Edição: Dany Starling Minas Gerais é conhecida por várias características marcantes. O jeitinho mineiro, o pão de queijo, as montanhas, o Clube da Esquina, o minério de ferro e os trens. Trens da língua, trens de carga, de passageiros. E, porque não, o metrô. Quem nunca andou de metrô, certamente um dia irá fazê-lo. Por ser um meio de transporte rápido, eficiente e barato, é preferência para milhares de usuários. Tomar ou “pegar”, como muitos costumam dizer, vai muito além de uma simples viagem. Pelo menos para quem acompanha a rotina das pessoas que por lá passam. Chefe de estação há 23 anos, Alexandre Santos já perdeu a conta de quantas pessoas viu passar pelas catracas, e diz que lidar com “gente” é o que há de melhor em sua rotina. Diariamente, ele abre as estações e confere cofres, equipamentos de sinalização, áudio e vídeo e o quadro de funcionários. Alexandre recorda as muitas mudanças ocorridas no metrô, principalmente em relação ao número de passageiros, ao conforto oferecido e à capacidade dos trens. Mas o chefe de estação ressalta que a modificação mais significativa foi a evolução das pessoas. “Antigamente, o usuário não tinha educação. Hoje, todos respeitam as normas e sabem que o serviço está sendo prestado para ele”.
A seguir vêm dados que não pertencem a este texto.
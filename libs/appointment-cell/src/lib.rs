pub mod handlers;
pub mod models;
pub mod router;
pub mod services;

pub use models::{AppointmentDetails, AppointmentError, BookAppointmentRequest, RescheduleAppointmentRequest};
pub use services::{AppointmentBookingService, AppointmentLifecycleService};
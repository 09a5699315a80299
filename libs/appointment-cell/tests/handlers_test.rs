use axum::{
    extract::{Extension, Path, State},
    http::StatusCode,
    Json,
};
use assert_matches::assert_matches;
use chrono::Utc;
use serde_json::Value;

use appointment_cell::handlers::*;
use appointment_cell::models::{BookAppointmentRequest, RescheduleAppointmentRequest};
use shared_database::AppState;
use shared_models::account::Role;
use shared_models::appointment::AppointmentStatus;
use shared_models::error::AppError;
use shared_utils::test_utils::{AccountFixtures, TestConfig, TestUser};

fn as_patient() -> Extension<shared_models::auth::AuthUser> {
    Extension(TestUser::new("p1", Role::Patient).to_auth_user())
}

fn booking(patient: &str, doctor: &str, date: &str) -> BookAppointmentRequest {
    BookAppointmentRequest {
        patient: Some(patient.to_string()),
        doctor: Some(doctor.to_string()),
        appointment_date: Some(date.to_string()),
        reason: None,
    }
}

async fn book(state: &AppState, request: BookAppointmentRequest) -> Result<Value, AppError> {
    let (status, Json(body)) = book_appointment(State(state.clone()), as_patient(), Ok(Json(request))).await?;
    assert_eq!(status, StatusCode::CREATED);
    Ok(body)
}

#[tokio::test]
async fn test_book_then_list_joins_doctor() {
    let state = AccountFixtures::seeded_state(&TestConfig::default()).await;
    let before = Utc::now();

    let body = book(&state, booking("p1", "d1", "2026-03-10")).await.unwrap();

    assert_eq!(body["success"], true);
    assert_eq!(body["data"]["status"], "booked");
    assert_eq!(body["data"]["appointmentDate"], "2026-03-10T00:00:00Z");
    let stored = state
        .appointments
        .find_appointment(body["data"]["id"].as_str().unwrap())
        .await
        .unwrap()
        .unwrap();
    assert!(stored.created_at >= before);

    let Json(list) = get_appointments(State(state)).await.unwrap();
    let entries = list["data"].as_array().unwrap();
    assert_eq!(entries.len(), 1);
    assert_eq!(entries[0]["doctor"]["name"], "Dr. Grey");
    assert_eq!(entries[0]["doctor"]["specialization"], "Surgery");
    assert_eq!(entries[0]["patient"]["name"], "Pat Doe");
    assert_eq!(entries[0]["status"], "booked");
}

#[tokio::test]
async fn test_book_keeps_trimmed_reason_and_drops_blank() {
    let state = AccountFixtures::seeded_state(&TestConfig::default()).await;

    let with_reason = BookAppointmentRequest {
        reason: Some("  Knee pain ".to_string()),
        ..booking("p1", "d1", "2026-03-10T09:30:00Z")
    };
    let body = book(&state, with_reason).await.unwrap();
    assert_eq!(body["data"]["reason"], "Knee pain");

    let blank_reason = BookAppointmentRequest {
        reason: Some("   ".to_string()),
        ..booking("p1", "d1", "2026-03-11")
    };
    let body = book(&state, blank_reason).await.unwrap();
    assert!(body["data"].get("reason").is_none());
}

#[tokio::test]
async fn test_book_validation() {
    let state = AccountFixtures::seeded_state(&TestConfig::default()).await;

    let no_date = BookAppointmentRequest { appointment_date: None, ..booking("p1", "d1", "") };
    assert_matches!(book(&state, no_date).await, Err(AppError::ValidationError(_)));

    assert_matches!(
        book(&state, booking("p1", "d1", "next week")).await,
        Err(AppError::ValidationError(msg)) if msg.starts_with("Invalid appointment date")
    );

    let no_doctor = BookAppointmentRequest { doctor: None, ..booking("p1", "d1", "2026-03-10") };
    assert_matches!(book(&state, no_doctor).await, Err(AppError::ValidationError(_)));

    assert_matches!(
        book(&state, booking("d1", "d1", "2026-03-10")).await,
        Err(AppError::ValidationError(_))
    );

    assert!(state.appointments.list_appointments().await.unwrap().is_empty());
}

#[tokio::test]
async fn test_book_checks_participants_exist_and_roles() {
    let state = AccountFixtures::seeded_state(&TestConfig::default()).await;

    assert_matches!(
        book(&state, booking("ghost", "d1", "2026-03-10")).await,
        Err(AppError::NotFound(msg)) if msg == "Patient not found"
    );
    assert_matches!(
        book(&state, booking("p1", "ghost", "2026-03-10")).await,
        Err(AppError::NotFound(msg)) if msg == "Doctor not found"
    );
    assert_matches!(
        book(&state, booking("d1", "p1", "2026-03-10")).await,
        Err(AppError::ValidationError(msg)) if msg == "Account is not a patient"
    );
}

#[tokio::test]
async fn test_double_booking_is_not_prevented() {
    let state = AccountFixtures::seeded_state(&TestConfig::default()).await;

    book(&state, booking("p1", "d1", "2026-03-10T10:00")).await.unwrap();
    book(&state, booking("p1", "d1", "2026-03-10T10:00")).await.unwrap();

    assert_eq!(state.appointments.list_appointments().await.unwrap().len(), 2);
}

#[tokio::test]
async fn test_cancel_removes_appointment() {
    let state = AccountFixtures::seeded_state(&TestConfig::default()).await;
    let body = book(&state, booking("p1", "d1", "2026-03-10")).await.unwrap();
    let id = body["data"]["id"].as_str().unwrap().to_string();

    let Json(cancelled) = cancel_appointment(State(state.clone()), Path(id.clone())).await.unwrap();

    assert_eq!(cancelled["success"], true);
    assert_eq!(cancelled["data"]["id"], id.as_str());
    assert_eq!(cancelled["message"], "Appointment cancelled successfully");

    let Json(list) = get_appointments(State(state.clone())).await.unwrap();
    assert!(list["data"].as_array().unwrap().is_empty());

    let again = cancel_appointment(State(state), Path(id)).await;
    assert_matches!(again, Err(AppError::NotFound(msg)) if msg == "Appointment not found");
}

#[tokio::test]
async fn test_reschedule_updates_date_only() {
    let state = AccountFixtures::seeded_state(&TestConfig::default()).await;
    let body = book(&state, booking("p1", "d1", "2026-03-10")).await.unwrap();
    let id = body["data"]["id"].as_str().unwrap().to_string();

    let Json(updated) = reschedule_appointment(
        State(state),
        Path(id),
        Ok(Json(RescheduleAppointmentRequest {
            appointment_date: Some("2026-03-12T15:00:00Z".to_string()),
        })),
    )
    .await
    .unwrap();

    assert_eq!(updated["data"]["appointmentDate"], "2026-03-12T15:00:00Z");
    assert_eq!(updated["data"]["status"], "booked");
    assert_eq!(updated["data"]["doctor"]["id"], "d1");
}

#[tokio::test]
async fn test_reschedule_without_date_leaves_record_unchanged() {
    let state = AccountFixtures::seeded_state(&TestConfig::default()).await;
    let body = book(&state, booking("p1", "d1", "2026-03-10")).await.unwrap();
    let id = body["data"]["id"].as_str().unwrap().to_string();

    let result = reschedule_appointment(
        State(state.clone()),
        Path(id.clone()),
        Ok(Json(RescheduleAppointmentRequest { appointment_date: None })),
    )
    .await;

    assert_matches!(result, Err(AppError::ValidationError(_)));
    let stored = state.appointments.find_appointment(&id).await.unwrap().unwrap();
    assert_eq!(stored.appointment_date.to_rfc3339(), "2026-03-10T00:00:00+00:00");
}

#[tokio::test]
async fn test_reschedule_missing_appointment() {
    let state = AccountFixtures::seeded_state(&TestConfig::default()).await;

    let result = reschedule_appointment(
        State(state),
        Path("nope".to_string()),
        Ok(Json(RescheduleAppointmentRequest {
            appointment_date: Some("2026-03-12".to_string()),
        })),
    )
    .await;

    assert_matches!(result, Err(AppError::NotFound(_)));
}

#[tokio::test]
async fn test_complete_once_then_rejected() {
    let state = AccountFixtures::seeded_state(&TestConfig::default()).await;
    let body = book(&state, booking("p1", "d1", "2026-03-10")).await.unwrap();
    let id = body["data"]["id"].as_str().unwrap().to_string();

    let Json(completed) = complete_appointment(State(state.clone()), Path(id.clone())).await.unwrap();
    assert_eq!(completed["data"]["status"], "completed");

    let stored = state.appointments.find_appointment(&id).await.unwrap().unwrap();
    assert_eq!(stored.status, AppointmentStatus::Completed);

    let again = complete_appointment(State(state), Path(id)).await;
    assert_matches!(
        again,
        Err(AppError::ValidationError(msg)) if msg == "Appointment cannot be modified in current status: completed"
    );
}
Dentro do regulamento “O metrô é um canal de Deus para tudo o que eu tenho. Procuro ser gente boa, mas dentro das normas. Muitas vezes, sou chamado de chato porque gosto de fazer meu serviço tranquilamente e dentro das normas”. Como um mantra, Alexandre repete isso várias vezes ao longo da entrevista. Sábado é o dia em que o metrô recebe um maior número de crianças, levadas pelos pais para passear. Alexandre conta que muitos desses usuários são pessoas simples, que não podem oferecer outra forma de lazer aos filhos. “Sempre me perguntam se, para cada estação, deverão pagar uma nova passagem. Explico que, se não passarem pelas catracas, podem ficar passeando por todas as estações, sem ter que pagar novamente”. Apesar de não ser usuário, pois que o metrô ainda não atende a seu bairro, Alexandre diz que este é o melhor meio de transporte que existe atualmente. “A regularidade de horários, a possibilidade de não pegar trânsito, o fato de ser barato e de atingir grande parte da capital faz o metrô ser um dos meios mais procurados pela população”, avalia. A vista da cabine Maquinista do metrô há seis anos, com rotina de trabalho tranquila, percebida em sua forma de conversar e trabalhar, Alexandre Fonseca diz achar incrível a relação de sua profissão com a sociedade em geral. Segundo o maquinista, a relação com os colegas de trabalho é a melhor

possível. O que credita à rotina do serviço, diferenciada das demais profissões. Afinal, ele vê (e conversa) com os colegas apenas poucos minutos na sala dos maquinistas, localizada na estação Minas Shopping. Como ele e os demais companheiros passam a maior parte do tempo na cabine do condutor, não há tempo para desentendimentos ou outros conflitos. Para Alexandre, a oportunidade de encontrar os amigos de trabalho é na festa anual que a empresa oferece em comemoração ao dia do metroviário. “Lá, a gente ri bastante e se diverte com casos pessoais e do trabalho”, lembra. Usuários De dentro de sua cabine de condutor, Alexandre observa o povo ir de um lado para o outro. Conta que, diariamente, é cada vez maior o número de novas pessoas que começam

a usar o serviço. “Muitas eu acabo por conhecer, pois são trabalhadores ou estudantes que pegam o metrô no mesmo horário, para iniciar suas rotinas diárias. Porém, o número de usuários novos aumenta a cada dia”. Há aqueles usuários que deixam marcas e não são esquecidos. Para Alexandre, o ‘coronel’ é um deles. Um senhor de aproximadamente 60 anos e de pouca fala frequenta o metrô vestido com farda do Exército, já desgastada. Embarca na estação Vilarinho e segue até a estação Eldorado. Ao chegar, cumprimenta a todos, inclusive o maquinista, e, ao desembarcar, corre ao lado do trem, acenando e se despedindo do condutor. “Acredito que ele seja um senhor solitário, que aqui encontra uma forma de se sentir inserido na sociedade novamente. Ao correr ao lado do trem, parece uma criança. É alegre e triste ao mesmo tempo”, emociona-se o maquinista.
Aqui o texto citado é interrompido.